My life opened up for me to be fully available and present. Or, maybe it's more that I withdrew from life so I'd be as free as I could be.
4 weeks and 2 days post surgery I'm healing. I'm healthy. Yes, my scars are still tender. Yes, I still get hit by waves of fatigue that knock me flat. Yes, I'm not strolling the streets at my usually pace. Every day though gets better, easier as I ease back into myself.
So now what?
As I was told by someone in my family last night, I can't play the kidney card anymore.
It's time to figure out what's next. For me. I am now a kidney donor and will carry that with me for the rest of my life. It sort of feels like becoming a mother. Once you are one you never lose it. It becomes a part of you but it won't always be the only thing you do.

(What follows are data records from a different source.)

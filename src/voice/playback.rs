//! Audio playback to speakers
//!
//! A single output stream renders a mixer. Scheduled entries are placed on
//! the mixer's frame clock, which is the playback clock the scheduler
//! reads through [`PlaybackSink::current_time`].

use std::sync::{Arc, Mutex};

use cpal::traits::{DeviceTrait, HostTrait, StreamTrait};
use cpal::{SampleRate, Stream, StreamConfig};
use tokio::sync::mpsc;

use super::analyser::AnalyserTap;
use super::device::PlaybackSink;
use super::scheduler::{PlaybackQueueEntry, SegmentId};
use crate::{Error, Result};

/// One entry placed on the mixer clock
#[derive(Debug)]
struct Voice {
    id: SegmentId,
    start_frame: u64,
    samples: Vec<f32>,
    position: usize,
}

impl Voice {
    const fn is_finished(&self) -> bool {
        self.position >= self.samples.len()
    }
}

/// Frame clock plus the voices scheduled against it
#[derive(Debug)]
pub(crate) struct Mixer {
    sample_rate: u32,
    rendered_frames: u64,
    voices: Vec<Voice>,
    ended: mpsc::UnboundedSender<SegmentId>,
    analyser: AnalyserTap,
}

impl Mixer {
    pub(crate) fn new(
        sample_rate: u32,
        ended: mpsc::UnboundedSender<SegmentId>,
        analyser: AnalyserTap,
    ) -> Self {
        Self {
            sample_rate,
            rendered_frames: 0,
            voices: Vec::new(),
            ended,
            analyser,
        }
    }

    #[allow(clippy::cast_precision_loss)]
    pub(crate) fn current_time(&self) -> f64 {
        self.rendered_frames as f64 / f64::from(self.sample_rate)
    }

    #[allow(clippy::cast_possible_truncation, clippy::cast_sign_loss)]
    pub(crate) fn add(&mut self, entry: &PlaybackQueueEntry) {
        let start_frame = (entry.start_time * f64::from(self.sample_rate)).round().max(0.0) as u64;
        // Frames already rendered past the start are skipped, not replayed late
        let position = usize::try_from(self.rendered_frames.saturating_sub(start_frame))
            .unwrap_or(usize::MAX);
        self.voices.push(Voice {
            id: entry.id,
            start_frame,
            samples: entry.segment.to_mono(),
            position,
        });
    }

    pub(crate) fn remove(&mut self, id: SegmentId) {
        self.voices.retain(|v| v.id != id);
    }

    /// Render mono output frames, advancing the clock by `out.len()`
    pub(crate) fn render(&mut self, out: &mut [f32]) {
        for sample in out.iter_mut() {
            let now = self.rendered_frames;
            let mut acc = 0.0;
            for voice in &mut self.voices {
                if now >= voice.start_frame && !voice.is_finished() {
                    acc += voice.samples[voice.position];
                    voice.position += 1;
                }
            }
            *sample = acc.clamp(-1.0, 1.0);
            self.rendered_frames += 1;
        }

        let ended = &self.ended;
        self.voices.retain(|voice| {
            if voice.is_finished() {
                // Receiver gone means the session was torn down
                let _ = ended.send(voice.id);
                false
            } else {
                true
            }
        });

        self.analyser.write(out);
    }
}

/// Plays scheduled segments on the default output device
pub struct AudioPlayback {
    stream: Option<Stream>,
    mixer: Arc<Mutex<Mixer>>,
    analyser: AnalyserTap,
}

impl AudioPlayback {
    /// Open the default output device at `sample_rate`
    ///
    /// # Errors
    ///
    /// Returns error if audio device cannot be opened
    pub fn open(
        sample_rate: u32,
        fft_size: usize,
        ended: mpsc::UnboundedSender<SegmentId>,
    ) -> Result<Self> {
        let host = cpal::default_host();

        let device = host
            .default_output_device()
            .ok_or_else(|| Error::Audio("no output device available".to_string()))?;

        let supported_config = device
            .supported_output_configs()
            .map_err(|e| Error::Audio(e.to_string()))?
            .find(|c| {
                c.channels() == 1
                    && c.min_sample_rate() <= SampleRate(sample_rate)
                    && c.max_sample_rate() >= SampleRate(sample_rate)
            })
            .or_else(|| {
                // Fallback: try stereo
                device.supported_output_configs().ok()?.find(|c| {
                    c.channels() == 2
                        && c.min_sample_rate() <= SampleRate(sample_rate)
                        && c.max_sample_rate() >= SampleRate(sample_rate)
                })
            })
            .ok_or_else(|| Error::Audio("no suitable output config found".to_string()))?;

        let config: StreamConfig = supported_config
            .with_sample_rate(SampleRate(sample_rate))
            .config();
        let channels = usize::from(config.channels);

        tracing::debug!(
            device = device.name().unwrap_or_default(),
            sample_rate,
            channels,
            "audio playback initialized"
        );

        let analyser = AnalyserTap::new(fft_size);
        let mixer = Arc::new(Mutex::new(Mixer::new(sample_rate, ended, analyser.clone())));
        let mixer_clone = Arc::clone(&mixer);
        let mut mono = Vec::new();

        let stream = device
            .build_output_stream(
                &config,
                move |data: &mut [f32], _: &cpal::OutputCallbackInfo| {
                    mono.resize(data.len() / channels, 0.0);
                    match mixer_clone.lock() {
                        Ok(mut mixer) => mixer.render(&mut mono),
                        Err(_) => mono.fill(0.0),
                    }
                    for (frame, &sample) in data.chunks_mut(channels).zip(&mono) {
                        frame.fill(sample);
                    }
                },
                |err| {
                    tracing::error!(error = %err, "audio playback error");
                },
                None,
            )
            .map_err(|e| Error::Audio(e.to_string()))?;

        stream.play().map_err(|e| Error::Audio(e.to_string()))?;

        Ok(Self {
            stream: Some(stream),
            mixer,
            analyser,
        })
    }
}

impl PlaybackSink for AudioPlayback {
    fn current_time(&self) -> f64 {
        self.mixer.lock().map(|m| m.current_time()).unwrap_or_default()
    }

    fn start(&mut self, entry: &PlaybackQueueEntry) -> Result<()> {
        if self.stream.is_none() {
            return Err(Error::Audio("playback context closed".to_string()));
        }
        self.mixer
            .lock()
            .map_err(|_| Error::Audio("mixer lock poisoned".to_string()))?
            .add(entry);
        Ok(())
    }

    fn stop(&mut self, id: SegmentId) {
        if let Ok(mut mixer) = self.mixer.lock() {
            mixer.remove(id);
        }
    }

    fn analyser(&self) -> AnalyserTap {
        self.analyser.clone()
    }

    fn close(&mut self) {
        if let Some(stream) = self.stream.take() {
            drop(stream);
            if let Ok(mut mixer) = self.mixer.lock() {
                mixer.voices.clear();
            }
            tracing::debug!("audio playback closed");
        }
    }
}

#[cfg(test)]
mod tests {
    use super::*;
    use crate::voice::frame::PlaybackSegment;

    fn entry(id: SegmentId, start_time: f64, samples: Vec<f32>) -> PlaybackQueueEntry {
        let segment = PlaybackSegment::mono(10, samples);
        PlaybackQueueEntry {
            id,
            start_time,
            duration: segment.duration(),
            segment: Arc::new(segment),
        }
    }

    #[test]
    fn test_mixer_plays_back_to_back() {
        let (tx, mut rx) = mpsc::unbounded_channel();
        let mut mixer = Mixer::new(10, tx, AnalyserTap::new(4));
        mixer.add(&entry(0, 0.0, vec![0.1, 0.2]));
        mixer.add(&entry(1, 0.2, vec![0.3, 0.4]));

        let mut out = [0.0; 5];
        mixer.render(&mut out);

        assert_eq!(out, [0.1, 0.2, 0.3, 0.4, 0.0]);
        assert_eq!(rx.try_recv().unwrap(), 0);
        assert_eq!(rx.try_recv().unwrap(), 1);
        assert!((mixer.current_time() - 0.5).abs() < 1e-9);
    }

    #[test]
    fn test_mixer_waits_for_start_frame() {
        let (tx, mut rx) = mpsc::unbounded_channel();
        let mut mixer = Mixer::new(10, tx, AnalyserTap::new(4));
        mixer.add(&entry(0, 0.3, vec![0.5]));

        let mut out = [0.0; 3];
        mixer.render(&mut out);
        assert_eq!(out, [0.0; 3]);
        assert!(rx.try_recv().is_err());

        let mut out = [0.0; 1];
        mixer.render(&mut out);
        assert_eq!(out, [0.5]);
        assert_eq!(rx.try_recv().unwrap(), 0);
    }

    #[test]
    fn test_late_voice_keeps_its_schedule() {
        let (tx, mut rx) = mpsc::unbounded_channel();
        let mut mixer = Mixer::new(10, tx, AnalyserTap::new(4));

        // A block renders between reading the clock and adding the voice
        let first = entry(0, mixer.current_time(), vec![0.25; 4]);
        mixer.render(&mut [0.0; 2]);
        mixer.add(&first);
        let start = mixer.current_time().max(first.start_time + first.duration);
        mixer.add(&entry(1, start, vec![0.5; 4]));

        let mut out = [0.0; 8];
        mixer.render(&mut out);
        assert_eq!(out, [0.25, 0.25, 0.5, 0.5, 0.5, 0.5, 0.0, 0.0]);
        assert_eq!(rx.try_recv().unwrap(), 0);
        assert_eq!(rx.try_recv().unwrap(), 1);
    }

    #[test]
    fn test_voice_added_after_its_end_reports_ended() {
        let (tx, mut rx) = mpsc::unbounded_channel();
        let mut mixer = Mixer::new(10, tx, AnalyserTap::new(4));
        mixer.render(&mut [0.0; 5]);
        mixer.add(&entry(3, 0.0, vec![0.5; 2]));

        let mut out = [0.0; 1];
        mixer.render(&mut out);
        assert_eq!(out, [0.0]);
        assert_eq!(rx.try_recv().unwrap(), 3);
    }

    #[test]
    fn test_removed_voice_never_reports_ended() {
        let (tx, mut rx) = mpsc::unbounded_channel();
        let mut mixer = Mixer::new(10, tx, AnalyserTap::new(4));
        mixer.add(&entry(7, 0.0, vec![0.5, 0.5, 0.5]));

        let mut out = [0.0; 1];
        mixer.render(&mut out);
        mixer.remove(7);

        let mut out = [0.0; 4];
        mixer.render(&mut out);
        assert_eq!(out, [0.0; 4]);
        assert!(rx.try_recv().is_err());
    }

    #[test]
    fn test_mixer_feeds_analyser() {
        let (tx, _rx) = mpsc::unbounded_channel();
        let tap = AnalyserTap::new(2);
        let mut mixer = Mixer::new(10, tx, tap.clone());
        mixer.add(&entry(0, 0.0, vec![0.25, 0.75]));

        let mut out = [0.0; 2];
        mixer.render(&mut out);
        assert_eq!(tap.time_domain_data(), vec![0.25, 0.75]);
    }
}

At the moment though, I'm a bit flummoxed. I'm picking up the pieces of all that I lost track of. I'm dealing with the repercussions of no camp for the kids, a closed bank account, taxes that weren't filed. The puppy that needs to be spayed. The physicals for Iz and Jack that should have happened 2 months ago. It goes on and on.
One thing I want to do, need to do, have to do is write this transplant book. The experience is fading. Fast. And it's a story that's so worth celebrating and commemorating.
It's now just a matter of taking a deep breath and diving back into my life, leaving this limbo behind.
I'm getting closer to the edge of the pool. I'm thinking I'll be getting my feet wet without even realizing I'm in.